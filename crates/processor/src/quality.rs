//! Review quality metrics and review bottleneck detection

use std::collections::{BTreeMap, BTreeSet};

use chrono::{DateTime, Duration, Utc};
use common::duration::format_duration;
use common::models::{PrMetrics, PullRequestRecord, QualityMetrics, ReviewEvent, ReviewEventKind};
use common::rollups::{IntStatistics, Severity};
use serde::{Deserialize, Serialize};

use crate::cycle_time::chronological;
use crate::stats;

/// Lines assumed per file when no file detail is known
const LINES_PER_FILE_ESTIMATE: i64 = 50;
const SLOW_FIRST_REVIEW_HOURS: i64 = 24;
const VERY_SLOW_FIRST_REVIEW_HOURS: i64 = 72;
const MAX_ROUNDS_BEFORE_FLAG: i32 = 3;

#[derive(Debug, Clone)]
pub struct QualityConfig {
    /// Change requests closer together than this belong to the same round
    pub min_round_gap: Duration,
    /// Comment count at or below which a PR reads as clean
    pub high_quality_comment_threshold: i32,
    /// Comment count above which a PR is flagged
    pub comment_threshold: i32,
    pub good_first_pass_rate: f64,
    /// Reviewers with fewer reviewed PRs are left out of per-reviewer stats
    pub min_reviews_for_analysis: usize,
}

impl Default for QualityConfig {
    fn default() -> Self {
        Self {
            min_round_gap: Duration::hours(2),
            high_quality_comment_threshold: 3,
            comment_threshold: 10,
            good_first_pass_rate: 0.8,
            min_reviews_for_analysis: 3,
        }
    }
}

impl From<&common::Config> for QualityConfig {
    fn from(config: &common::Config) -> Self {
        Self {
            min_round_gap: Duration::minutes(config.review_round_gap_minutes),
            comment_threshold: config.review_comment_threshold,
            ..Self::default()
        }
    }
}

#[derive(Debug, Clone, Copy, PartialEq, Eq, Serialize, Deserialize)]
#[serde(rename_all = "snake_case")]
pub enum ReviewBottleneckKind {
    SlowReview,
    MultipleRounds,
    ManyComments,
}

#[derive(Debug, Clone, Serialize, Deserialize, PartialEq)]
pub struct ReviewBottleneck {
    pub kind: ReviewBottleneckKind,
    pub pr_id: String,
    pub severity: Severity,
    pub description: String,
    pub impact: String,
    pub suggestion: String,
}

#[derive(Debug, Clone, Default, Serialize, Deserialize, PartialEq)]
pub struct OverallReviewStats {
    pub comment_stats: IntStatistics,
    pub round_stats: IntStatistics,
    pub average_first_pass_rate: f64,
    pub median_first_pass_rate: f64,
    /// Share of PRs at or below the clean comment threshold
    pub clean_pr_ratio: f64,
    pub meets_first_pass_target: bool,
}

#[derive(Debug, Clone, Serialize, Deserialize, PartialEq)]
pub struct ReviewerStatistics {
    pub reviewer: String,
    pub total_reviews: usize,
    pub total_comments: i64,
    pub total_approvals: usize,
    pub average_comments_per_review: f64,
}

#[derive(Debug, Clone, Default, Serialize, Deserialize, PartialEq)]
pub struct ReviewEfficiencyAnalysis {
    pub total_prs: usize,
    pub overall_stats: OverallReviewStats,
    pub reviewer_stats: Vec<ReviewerStatistics>,
}

pub struct QualityAnalyzer {
    config: QualityConfig,
}

impl Default for QualityAnalyzer {
    fn default() -> Self {
        Self::new(QualityConfig::default())
    }
}

impl QualityAnalyzer {
    pub fn new(config: QualityConfig) -> Self {
        Self { config }
    }

    pub fn config(&self) -> &QualityConfig {
        &self.config
    }

    /// Quality metrics from a PR's review history.
    ///
    /// `files_changed` is used for comment density when known; otherwise the
    /// file count is estimated from the diff size.
    pub fn calculate_quality_metrics(
        &self,
        pr: &PullRequestRecord,
        events: &[ReviewEvent],
        files_changed: Option<i64>,
    ) -> QualityMetrics {
        let events = chronological(events);

        let review_comment_count = count_comments(&events);
        let (reviewers, approvers) = participants(&events);
        let files = files_changed
            .filter(|&n| n > 0)
            .unwrap_or_else(|| ((pr.additions + pr.deletions) / LINES_PER_FILE_ESTIMATE).max(1));

        QualityMetrics {
            review_comment_count,
            review_round_count: self.review_rounds(&events),
            reviewer_count: reviewers.len() as i32,
            approvals_received: approvers.len() as i32,
            reviewers_involved: reviewers.into_iter().collect(),
            approvers_involved: approvers.into_iter().collect(),
            first_review_pass_rate: first_review_pass_rate(&events),
            average_comment_per_file: review_comment_count as f64 / files as f64,
            commit_count: 1,
            fixup_commit_count: events
                .iter()
                .filter(|e| e.kind == ReviewEventKind::ChangesRequested)
                .count() as i32,
        }
    }

    /// Change requests at least `min_round_gap` apart open a new round
    fn review_rounds(&self, events: &[&ReviewEvent]) -> i32 {
        let (rounds, _) = events
            .iter()
            .filter(|e| e.kind == ReviewEventKind::ChangesRequested)
            .fold((0, None::<DateTime<Utc>>), |(rounds, last), e| match last {
                Some(prev) if e.created_at - prev < self.config.min_round_gap => (rounds, last),
                _ => (rounds + 1, Some(e.created_at)),
            });

        if rounds == 0 && !events.is_empty() {
            1
        } else {
            rounds
        }
    }

    /// Flag slow first reviews, long round trips and noisy reviews
    pub fn analyze_review_bottlenecks<'a, I>(&self, metrics: I) -> Vec<ReviewBottleneck>
    where
        I: IntoIterator<Item = &'a PrMetrics>,
    {
        let mut bottlenecks = Vec::new();

        for m in metrics {
            if let Some(wait) = m.time_metrics.time_to_first_review {
                if wait > Duration::hours(SLOW_FIRST_REVIEW_HOURS) {
                    let severity = if wait > Duration::hours(VERY_SLOW_FIRST_REVIEW_HOURS) {
                        Severity::High
                    } else {
                        Severity::Medium
                    };
                    bottlenecks.push(ReviewBottleneck {
                        kind: ReviewBottleneckKind::SlowReview,
                        pr_id: m.pr_id.clone(),
                        severity,
                        description: format!("First review after {}", format_duration(wait)),
                        impact: "Slows delivery".to_string(),
                        suggestion: "Assign reviewers early and prioritise pending reviews"
                            .to_string(),
                    });
                }
            }

            let rounds = m.quality_metrics.review_round_count;
            if rounds > MAX_ROUNDS_BEFORE_FLAG {
                bottlenecks.push(ReviewBottleneck {
                    kind: ReviewBottleneckKind::MultipleRounds,
                    pr_id: m.pr_id.clone(),
                    severity: Severity::Medium,
                    description: format!("{rounds} review rounds"),
                    impact: "Consumes reviewer and author time".to_string(),
                    suggestion: "Self-review before requesting review".to_string(),
                });
            }

            let comments = m.quality_metrics.review_comment_count;
            if comments > self.config.comment_threshold {
                bottlenecks.push(ReviewBottleneck {
                    kind: ReviewBottleneckKind::ManyComments,
                    pr_id: m.pr_id.clone(),
                    severity: Severity::Medium,
                    description: format!("{comments} review comments"),
                    impact: "Prolongs review and feedback cycles".to_string(),
                    suggestion: "Reduce PR size and run checks before review".to_string(),
                });
            }
        }

        bottlenecks
    }

    /// Overall comment/round distribution plus per-reviewer workload
    pub fn analyze_review_efficiency<'a, I>(&self, metrics: I) -> ReviewEfficiencyAnalysis
    where
        I: IntoIterator<Item = &'a PrMetrics>,
    {
        let metrics: Vec<&PrMetrics> = metrics.into_iter().collect();
        if metrics.is_empty() {
            return ReviewEfficiencyAnalysis::default();
        }

        let comments: Vec<i64> = metrics
            .iter()
            .map(|m| m.quality_metrics.review_comment_count as i64)
            .collect();
        let rounds: Vec<i64> = metrics
            .iter()
            .map(|m| m.quality_metrics.review_round_count as i64)
            .collect();
        let mut pass_rates: Vec<f64> = metrics
            .iter()
            .map(|m| m.quality_metrics.first_review_pass_rate)
            .collect();
        pass_rates.sort_by(f64::total_cmp);
        let average_first_pass_rate = pass_rates.iter().sum::<f64>() / pass_rates.len() as f64;
        let clean = comments
            .iter()
            .filter(|&&c| c <= self.config.high_quality_comment_threshold as i64)
            .count();

        let per_reviewer = metrics.iter().fold(
            BTreeMap::<&str, ReviewerStatistics>::new(),
            |mut acc, m| {
                let q = &m.quality_metrics;
                for reviewer in &q.reviewers_involved {
                    let entry = acc
                        .entry(reviewer.as_str())
                        .or_insert_with(|| ReviewerStatistics {
                            reviewer: reviewer.clone(),
                            total_reviews: 0,
                            total_comments: 0,
                            total_approvals: 0,
                            average_comments_per_review: 0.0,
                        });
                    entry.total_reviews += 1;
                    entry.total_comments += q.review_comment_count as i64;
                }
                for approver in &q.approvers_involved {
                    if let Some(entry) = acc.get_mut(approver.as_str()) {
                        entry.total_approvals += 1;
                    }
                }
                acc
            },
        );

        let mut reviewer_stats: Vec<ReviewerStatistics> = per_reviewer
            .into_values()
            .filter(|s| s.total_reviews >= self.config.min_reviews_for_analysis)
            .map(|mut s| {
                s.average_comments_per_review = s.total_comments as f64 / s.total_reviews as f64;
                s
            })
            .collect();
        reviewer_stats.sort_by(|a, b| {
            b.total_reviews
                .cmp(&a.total_reviews)
                .then_with(|| a.reviewer.cmp(&b.reviewer))
        });

        ReviewEfficiencyAnalysis {
            total_prs: metrics.len(),
            overall_stats: OverallReviewStats {
                comment_stats: stats::int_stats(&comments),
                round_stats: stats::int_stats(&rounds),
                average_first_pass_rate,
                median_first_pass_rate: stats::median(&pass_rates),
                clean_pr_ratio: clean as f64 / metrics.len() as f64,
                meets_first_pass_target: average_first_pass_rate >= self.config.good_first_pass_rate,
            },
            reviewer_stats,
        }
    }
}

fn count_comments(events: &[&ReviewEvent]) -> i32 {
    events
        .iter()
        .filter(|e| {
            matches!(
                e.kind,
                ReviewEventKind::Commented | ReviewEventKind::ChangesRequested
            )
        })
        .count() as i32
}

/// Reviewer and approver sets, sorted
fn participants(events: &[&ReviewEvent]) -> (BTreeSet<String>, BTreeSet<String>) {
    events.iter().filter(|e| !e.actor.is_empty()).fold(
        (BTreeSet::new(), BTreeSet::new()),
        |(mut reviewers, mut approvers), e| {
            match e.kind {
                ReviewEventKind::Commented | ReviewEventKind::ChangesRequested => {
                    reviewers.insert(e.actor.clone());
                }
                ReviewEventKind::Approved => {
                    reviewers.insert(e.actor.clone());
                    approvers.insert(e.actor.clone());
                }
                _ => {}
            }
            (reviewers, approvers)
        },
    )
}

/// Score of the first substantive review response
fn first_review_pass_rate(events: &[&ReviewEvent]) -> f64 {
    events
        .iter()
        .find_map(|e| match e.kind {
            ReviewEventKind::Approved => Some(1.0),
            ReviewEventKind::ChangesRequested => Some(0.0),
            ReviewEventKind::Commented => Some(0.5),
            _ => None,
        })
        .unwrap_or(1.0)
}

- - - - -

EXERCISE OBJECTIVE » Every line above in which the word "ReviewerStatistics" is present must be copied into the answer.

TASK RESULT »
pub struct ReviewerStatistics {
    pub reviewer_stats: Vec<ReviewerStatistics>,
            BTreeMap::<&str, ReviewerStatistics>::new(),
                        .or_insert_with(|| ReviewerStatistics {
        let mut reviewer_stats: Vec<ReviewerStatistics> = per_reviewer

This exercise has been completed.